Todos os fatos, do mesmo título ser utilizado por Zafón e por Carax, passando pelos paralelos narrativos entre os personagens principais e até mesmo a existência de tours na vida real, conspiram para tornar o romance uma das maiores “histórias dentro de uma história” existentes e certamente um dos mais deliciosos e intrigantes mistérios já escritos.

O principal tema de “A Sombra do Vento” ecoa alguns dos maiores ensinamentos de Carl Sagan e apresenta-nos uma grande homenagem à experiência atemporal proporcionada pela leitura ao mesmo tempo em que discorre sobre os enormes custos envolvidos na preservação da memória.

Este definitivamente se tornou um dos meus livros preferidos e gostaria de recomendá-lo a todos que queiram embarcar em uma aventura magnífica proporcionada pela escrita impecável de um dos grandes autores contemporâneos. Abaixo, algumas das Citações Favoritas.

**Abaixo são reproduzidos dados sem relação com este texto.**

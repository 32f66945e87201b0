//! Diagnostic output for the command-line tools.
//!
//! Library code logs through the `log` facade. The binaries install a
//! `tracing-subscriber` formatter on stderr, which also receives `log`
//! records through its `tracing-log` bridge.

use tracing_subscriber::EnvFilter;

/// Default filter for a `-v` count, used when `RUST_LOG` is unset.
pub fn default_level(verbosity: u8) -> &'static str {
    match verbosity {
        0 => "warn",
        1 => "info",
        _ => "debug",
    }
}

/// Install the stderr subscriber. Safe to call more than once; later calls
/// are ignored.
pub fn init(verbosity: u8) {
    let filter = EnvFilter::try_from_default_env()
        .unwrap_or_else(|_| EnvFilter::new(default_level(verbosity)));

    let _ = tracing_subscriber::fmt()
        .with_env_filter(filter)
        .with_writer(std::io::stderr)
        .with_target(false)
        .without_time()
        .try_init();
}
use anyhow::{Context, Result};
use clap::Parser;
use std::path::PathBuf;
use std::process::ExitCode;

use agent_sandbox::{
    logging, AgentLoader, ArgumentBag, CapabilityConfig, CapabilityRegistry, Config,
    DocumentParser, ParserMode,
};

#[derive(Parser)]
#[command(name = "agent-sandbox")]
#[command(about = "Load an agent role and preview its persona, rules and tools", long_about = None)]
#[command(version)]
struct Cli {
    #[arg(help = "Path to the role document")]
    role: PathBuf,

    #[arg(help = "Task description passed to the agent")]
    prompt: String,

    #[arg(long, value_enum, help = "Document parser to use (overrides AGENT_SANDBOX_PARSER)")]
    parser: Option<ParserMode>,

    #[arg(long, value_name = "TOOL", help = "Invoke one of the agent's tools after loading")]
    invoke: Option<String>,

    #[arg(long = "arg", value_name = "VALUE", help = "Argument for --invoke; repeat, or use key=value pairs")]
    args: Vec<String>,

    #[arg(short, long, action = clap::ArgAction::Count)]
    verbose: u8,
}

fn main() -> ExitCode {
    let cli = Cli::parse();
    logging::init(cli.verbose);

    match run(&cli) {
        Ok(()) => ExitCode::SUCCESS,
        Err(e) => {
            eprintln!("Error: {e:#}");
            ExitCode::FAILURE
        }
    }
}

fn run(cli: &Cli) -> Result<()> {
    let mut config = Config::from_env();
    if let Some(parser) = cli.parser {
        config.parser = parser;
    }

    let registry =
        CapabilityRegistry::builtin(&CapabilityConfig::new(config.absolute_sandbox_root()));
    let loader = AgentLoader::new(&registry, DocumentParser::new(config.parser));

    let agent = loader
        .load(&cli.role)
        .with_context(|| format!("failed to load role {}", cli.role.display()))?;

    println!("Task: {}", cli.prompt.trim());
    print!("{}", agent.preview());

    if let Some(tool) = &cli.invoke {
        let args = ArgumentBag::from_words(&cli.args);
        match agent.invoke(tool, &args) {
            Ok(output) => println!("{}", serde_json::to_string_pretty(&output)?),
            Err(e) => eprintln!("Tool error: {e}"),
        }
    }

    Ok(())
}
//! Indentation-aware line parser used when full YAML support is unavailable.
//!
//! Handles the subset of YAML the role and tool documents are written in:
//! `key: value` scalars, `key:` blocks holding either a nested mapping or a
//! list of `- item` scalars, blank lines and `#` comments. Blocks nest to any
//! depth. Sequences of mappings and flow collections are not supported.

use regex::Regex;
use std::sync::LazyLock;

use super::{DocumentValue, Mapping};
use crate::error::ParseError;

static ENTRY: LazyLock<Regex> =
    LazyLock::new(|| Regex::new(r"^(\S+?):\s*(.*?)\s*$").expect("entry pattern is valid"));

#[derive(Debug, Clone, Copy)]
struct Line<'a> {
    number: usize,
    indent: usize,
    content: &'a str,
}

impl Line<'_> {
    fn is_ignorable(&self) -> bool {
        self.content.is_empty() || self.content.starts_with('#')
    }

    fn is_list_item(&self) -> bool {
        self.content.starts_with('-')
    }
}

/// Parse `text` into a mapping document.
pub fn parse(text: &str) -> Result<DocumentValue, ParseError> {
    let lines: Vec<Line<'_>> = text
        .lines()
        .enumerate()
        .map(|(idx, raw)| {
            let content = raw.trim_start();
            Line {
                number: idx + 1,
                indent: raw.len() - content.len(),
                content: content.trim_end(),
            }
        })
        .collect();

    parse_mapping(&lines).map(DocumentValue::Mapping)
}

fn parse_mapping(lines: &[Line<'_>]) -> Result<Mapping, ParseError> {
    let mut map = Mapping::new();
    let mut i = 0;

    while i < lines.len() {
        let line = lines[i];
        if line.is_ignorable() {
            i += 1;
            continue;
        }
        if line.is_list_item() {
            return Err(ParseError::ListItemWithoutKey { line: line.number });
        }

        let Some(caps) = ENTRY.captures(line.content) else {
            log::debug!("skipping unrecognised line {}: {}", line.number, line.content);
            i += 1;
            continue;
        };
        let key = caps[1].to_string();
        let value = caps.get(2).map_or("", |m| m.as_str());

        if !value.is_empty() {
            map.insert(key, DocumentValue::Scalar(unquote(value).to_string()));
            i += 1;
            continue;
        }

        let start = i + 1;
        let mut end = start;
        while end < lines.len() && (lines[end].is_ignorable() || lines[end].indent > line.indent) {
            end += 1;
        }

        let value = parse_block(&key, &lines[start..end])?;
        map.insert(key, value);
        i = end;
    }

    Ok(map)
}

fn parse_block(key: &str, block: &[Line<'_>]) -> Result<DocumentValue, ParseError> {
    let first = block.iter().find(|line| !line.is_ignorable());

    match first {
        Some(line) if line.is_list_item() => parse_sequence(key, block),
        Some(_) => parse_mapping(block).map(DocumentValue::Mapping),
        None => Ok(DocumentValue::Mapping(Mapping::new())),
    }
}

fn parse_sequence(key: &str, block: &[Line<'_>]) -> Result<DocumentValue, ParseError> {
    let mut items = Vec::new();

    for line in block.iter().filter(|line| !line.is_ignorable()) {
        if !line.is_list_item() {
            return Err(ParseError::UnterminatedBlock {
                line: line.number,
                key: key.to_string(),
            });
        }
        let item = line.content[1..].trim();
        items.push(DocumentValue::Scalar(unquote(item).to_string()));
    }

    Ok(DocumentValue::Sequence(items))
}

/// Strip one layer of matching single or double quotes.
pub(crate) fn unquote(value: &str) -> &str {
    let bytes = value.as_bytes();
    if bytes.len() >= 2 {
        let (first, last) = (bytes[0], bytes[bytes.len() - 1]);
        if first == last && (first == b'"' || first == b'\'') {
            return &value[1..value.len() - 1];
        }
    }
    value
}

“Enterrado na luz de cobre que projetava o abajur, penetrei num mundo de imagens e sensações que jamais havia conhecido. Personagens que pareciam tão reais como o ar que respiramos arrastaram-me por um túnel de aventura e mistério do qual eu não podia escapar. Página por página, deixei-me levar pelo sortilégio da história e seu mundo, até que o hálito do amanhecer acariciou minha janela, e meus olhos cansados deslizaram pela última página. Estendi-me na penumbra azul da madrugada com o livro sobre o peito e escutei o som da cidade adormecida pingando sobre os telhados salpicados de púrpura. O sono e a fadiga queriam me derrubar, mas eu resistia a entregar-me. Não queria perder o encantamento da história nem dizer ainda adeus aos seus personagens.”

“Na altura em que a razão é capaz de compreender o sucedido, as feridas no coração já são demasiado profundas.”